Physical Activity helps digestion by massaging the internal organs and stimulating the intestines and move food through the digestive tract. Repetitive movements and spinal twists warm up the internal organs and stimulate healthier digestion.
Form is important in Pilates. Good posture in Pilates means a straight, elongated spine that is not hunched or leaning to one side, shoulders back, chest out and chin up. Practicing Pilates with a relaxed body in good alignment regularly helps improve your posture even when not in class. Not only does it condition you to have good posture, it strengthens the muscles to help you keep good posture throughout the day.
Like most physical activity, Pilates wakes up the cells of your body and gets endorphins going to give you a better mental outlook and energy for the rest of your day. Practicing Pilates in the morning prepares your mind and body for the day. Pilates in the evening is a good wind down. It clears your mind of the day’s busy thoughts, stretches sore muscles, and prepares your body for a restful night sleep, which in turn will energize you for the next day.

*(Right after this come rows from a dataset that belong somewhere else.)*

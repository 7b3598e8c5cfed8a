use anyhow::{Context, Result};
use rusqlite::{params, OptionalExtension, Transaction};

use crate::{db::connection::Database, exercise::EndedSession};

fn select_pending(tx: &Transaction<'_>) -> Result<Option<EndedSession>> {
    let payload: Option<String> = tx
        .query_row("SELECT payload FROM pending_outcome WHERE slot = 1", [], |row| {
            row.get(0)
        })
        .optional()?;

    payload
        .map(|raw| serde_json::from_str(&raw).context("failed to parse pending outcome payload"))
        .transpose()
}

impl Database {
    pub async fn store_pending_outcome(&self, ended: &EndedSession) -> Result<()> {
        let payload = serde_json::to_string(ended).context("failed to serialize pending outcome")?;
        let session_id = ended.session.id.clone();
        let ended_at = ended.ended_at.to_rfc3339();

        self.execute(move |conn| {
            conn.execute(
                "INSERT OR REPLACE INTO pending_outcome (slot, session_id, ended_at, payload)
                 VALUES (1, ?1, ?2, ?3)",
                params![session_id, ended_at, payload],
            )?;
            Ok(())
        })
        .await
    }

    pub async fn load_pending_outcome(&self) -> Result<Option<EndedSession>> {
        self.execute(|conn| {
            let tx = conn.transaction()?;
            let pending = select_pending(&tx)?;
            tx.commit()?;
            Ok(pending)
        })
        .await
    }

    pub async fn take_pending_outcome(&self) -> Result<Option<EndedSession>> {
        self.execute(|conn| {
            let tx = conn.transaction()?;
            let pending = select_pending(&tx)?;
            if pending.is_some() {
                tx.execute("DELETE FROM pending_outcome WHERE slot = 1", [])?;
            }
            tx.commit()?;
            Ok(pending)
        })
        .await
    }
}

Pilates requires mental focus during the session to keep your body in proper form. It is not easy to keep movements smooth, controlled and precise when working at the edge of your body’s capabilities. Mental focus on your movements and form improves the effectiveness of the exercise but also may improve your ability to focus in day-to-day life.
To practice Pilates you do not need additional equipment other than a mat for a complete workout. Some varieties of Pilates use special machines but these are not necessary to practice. It is easy to work Pilates into your daily routine if you wish, without a cost to entry barrier.
Choosing a class with the equipment makes it easy because you just show up, not need to buy equipment or make room in your house for it. Choosing a class that does not use equipment is also good because it will teach you the exercises so that you can do them at home if you wish. Pilates classes are important because an instructor will teach you how to do the exercises with proper form. However, adopting a daily routine that includes Pilates may give you more benefit, provided you have taken a class and know proper technique. Others prefer to attend a class or two or three times a week and never practice at home. Find a method that works best for you. Remember that if you do some Pilates at home, the sessions do not need to be as extensive as a class. For the best Pilates benefits, practice regularly, whether it is a consistent 10 minutes at home each day, or an hour long class once a week.